To Sea in a Sieve by J. J. Guest
To Sea in a Sieve is a prequel to To Hell in a Hamper, J. J. Guest’s 2003 game where you find yourself in a hot air balloon with a crazy person who has brought way too many heavy items. That game was a sequence of puzzles about getting rid of all these objects; because if you don’t, you’re both going to die. The setup of To Sea in a Sieve is… more or less identical, except that this time you’re in a boat, and your companion is a pirate captain who wants to bring all his treasures. I wonder if the character of the pirate captain was inspired by the captain from Ryan Veeder’s game Captain Verdeterre’s Plunder, or whether Veeder and Guest are just both leaning into standard pirate tropes.
I looked up my review of To Hell in a Hamper and found this final paragraph:
My single complaint is that the game doesn’t actually contain that many jokes. It has a good comic setup, and some of the stuff you discover inside Booby’s coat is hilarious; but there are few events or descriptions in the rest of the game that make one laugh or smile. This game would have benefited from having Admiral Jota as a co-author; his gift for stuffing a game full of funny remarks would have been very effective here.

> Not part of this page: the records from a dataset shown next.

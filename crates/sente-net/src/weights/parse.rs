//! Text parsing of weight files into an untransformed [`WeightSet`].

use sente_core::NUM_INTERSECTIONS;
use tracing::info;

use super::{
    ConvBlock, FORMAT_VERSION, LEGACY_VERSION, OUTPUTS_POLICY, OUTPUTS_VALUE, PolicyHead,
    ResidualBlock, SqueezeExcitation, VALUE_HIDDEN, ValueHead, WeightSet,
};
use crate::error::LoadError;
use crate::features::INPUT_CHANNELS;

/// Tensor lines of the input convolution.
pub(super) const INPUT_LINES: usize = 6;
/// Tensor lines per residual block.
pub(super) const BLOCK_LINES: usize = 16;
/// Tensor lines of the policy and value heads together.
pub(super) const HEAD_LINES: usize = 16;

/// Parse weight-file text. Batch-norm variances are returned as read;
/// [`transform::prepare`](super::transform::prepare) turns them into scales.
pub(super) fn parse(text: &str) -> Result<WeightSet, LoadError> {
    let lines: Vec<&str> = text.lines().collect();
    let version_line = lines.first().ok_or(LoadError::Empty)?.trim();
    let value_head_not_stm = match version_line.parse::<u32>() {
        Ok(FORMAT_VERSION) => false,
        Ok(LEGACY_VERSION) => true,
        _ => {
            return Err(LoadError::UnsupportedVersion {
                found: version_line.to_string(),
            });
        }
    };

    // Shape pass: everything is sized before a single float is parsed.
    let fixed = 1 + INPUT_LINES + HEAD_LINES;
    if lines.len() < fixed || (lines.len() - fixed) % BLOCK_LINES != 0 {
        return Err(LoadError::InconsistentLineCount { lines: lines.len() });
    }
    let blocks = (lines.len() - fixed) / BLOCK_LINES;
    let channels = lines[2].split_whitespace().count();
    if channels == 0 {
        return Err(LoadError::ZeroChannels);
    }
    info!(
        version = version_line,
        channels, blocks, "detected weights file"
    );

    let mut reader = TensorReader { lines: &lines, next: 1 };
    let input = reader.conv_block("input", channels * INPUT_CHANNELS * 9, channels, true)?;

    let mut residual = Vec::with_capacity(blocks);
    for _ in 0..blocks {
        let conv1 = reader.conv_block("residual conv1", channels * channels * 9, channels, true)?;
        let mut conv2 = reader.conv_block("residual conv2", channels * channels * 9, channels, false)?;
        let se = reader.squeeze_excitation(channels)?;
        conv2.prelu_alphas = reader.take("residual prelu", channels)?;
        residual.push(ResidualBlock { conv1, conv2, se });
    }

    let policy_fc_in = OUTPUTS_POLICY * NUM_INTERSECTIONS;
    let policy = PolicyHead {
        conv_weights: reader.take("policy conv weights", OUTPUTS_POLICY * channels)?,
        conv_biases: reader.take("policy conv biases", OUTPUTS_POLICY)?,
        bn_means: reader.take("policy bn means", OUTPUTS_POLICY)?,
        bn_stddivs: reader.take("policy bn variances", OUTPUTS_POLICY)?,
        prelu_alphas: reader.take("policy prelu", OUTPUTS_POLICY)?,
        fc_weights: reader.take("policy fc weights", policy_fc_in * (NUM_INTERSECTIONS + 1))?,
        fc_biases: reader.take("policy fc biases", NUM_INTERSECTIONS + 1)?,
    };
    let value = ValueHead {
        conv_weights: reader.take("value conv weights", OUTPUTS_VALUE * channels)?,
        conv_biases: reader.take("value conv biases", OUTPUTS_VALUE)?,
        bn_means: reader.take("value bn means", OUTPUTS_VALUE)?,
        bn_stddivs: reader.take("value bn variances", OUTPUTS_VALUE)?,
        prelu_alphas: reader.take("value prelu", OUTPUTS_VALUE)?,
        fc1_weights: reader.take("value fc1 weights", OUTPUTS_VALUE * NUM_INTERSECTIONS * VALUE_HIDDEN)?,
        fc1_biases: reader.take("value fc1 biases", VALUE_HIDDEN)?,
        fc2_weights: reader.take("value fc2 weights", VALUE_HIDDEN)?,
        fc2_biases: reader.take("value fc2 biases", 1)?,
    };
    debug_assert_eq!(reader.next, lines.len());

    Ok(WeightSet {
        channels,
        value_head_not_stm,
        input,
        residual,
        policy,
        value,
    })
}

/// Walks the tensor lines in file order.
struct TensorReader<'a> {
    lines: &'a [&'a str],
    /// 0-based index of the next line to consume.
    next: usize,
}

impl TensorReader<'_> {
    /// Parse the next line as floats without checking its length.
    fn floats(&mut self) -> Result<(usize, Vec<f32>), LoadError> {
        let line_number = self.next + 1;
        let line = self.lines[self.next];
        self.next += 1;
        let values = line
            .split_whitespace()
            .map(|token| {
                token.parse::<f32>().map_err(|_| LoadError::MalformedFloat {
                    line: line_number,
                    token: token.to_string(),
                })
            })
            .collect::<Result<Vec<_>, _>>()?;
        Ok((line_number, values))
    }

    /// Parse the next line and require exactly `expected` values.
    fn take(&mut self, tensor: &'static str, expected: usize) -> Result<Vec<f32>, LoadError> {
        let (line, values) = self.floats()?;
        if values.len() != expected {
            return Err(LoadError::TensorSize {
                line,
                tensor,
                expected,
                found: values.len(),
            });
        }
        Ok(values)
    }

    /// Conv weights, gammas, betas, means, variances and optionally PReLU alphas.
    fn conv_block(
        &mut self,
        name: &'static str,
        weights: usize,
        channels: usize,
        with_prelu: bool,
    ) -> Result<ConvBlock, LoadError> {
        let mut block = ConvBlock {
            weights: self.take(name, weights)?,
            gammas: self.take("bn gammas", channels)?,
            betas: self.take("bn betas", channels)?,
            means: self.take("bn means", channels)?,
            stddivs: self.take("bn variances", channels)?,
            prelu_alphas: Vec::new(),
        };
        if with_prelu {
            block.prelu_alphas = self.take("prelu", channels)?;
        }
        Ok(block)
    }

    fn squeeze_excitation(&mut self, channels: usize) -> Result<SqueezeExcitation, LoadError> {
        let (line, fc1_weights) = self.floats()?;
        if fc1_weights.is_empty() {
            // No squeeze-excitation: the remaining three lines must be empty too.
            for tensor in ["se fc1 biases", "se fc2 weights", "se fc2 biases"] {
                self.take(tensor, 0)?;
            }
            return Ok(SqueezeExcitation::default());
        }
        if fc1_weights.len() % channels != 0 {
            return Err(LoadError::RaggedTensor {
                line,
                tensor: "se fc1 weights",
                found: fc1_weights.len(),
                channels,
            });
        }
        let fc_outputs = fc1_weights.len() / channels;
        Ok(SqueezeExcitation {
            fc1_weights,
            fc1_biases: self.take("se fc1 biases", fc_outputs)?,
            fc2_weights: self.take("se fc2 weights", fc_outputs * channels)?,
            fc2_biases: self.take("se fc2 biases", channels)?,
        })
    }
}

It’s fairly unlikely that J. J. Guest wrote To Sea in a Sieve in reaction this, but there is a sense in which he could have: the main difference between his 2003 game and his 2023 game is that the new one is funnier. The captain is a ridiculous guy, and the interactions between him and his cabin boy are a source of smiles. The lesser of two weevils indeed. It also helps that the implementation of the game is deep, and useless or failed actions often lead to amusing responses.
The puzzles are fairly standard, I would say, tending towards traditional object and NPC manipulation sequences that could have fitted in almost any prototypical adventure game, text or graphical. The ones I enjoyed most where those with relatively ridiculous effects, such as blowing up the barrel, simply because those effects were more particularly suited to this specific game. As a puzzle, the little physics conundrum at the very end was my favourite.
This game is very clear about what it sets out to do and it does that very well. That’s good, but I was a bit surprised that everything played out this straightforwardly. I was hoping for some kind of plot twist, or perspective change, or something that would make the game more surprising, more memorable, and more different from its predecessor. But no, you get exactly what you are told to expect on the tin. Not very fair to complain about that, I suppose, but having recently played J. J. Guest’s intriguing Excalibur, I guess I was hoping for a little bit more.
But when To the Moon in a Minibus arrives, hopefully before 2043, I’ll play it and no doubt with a smile on my face.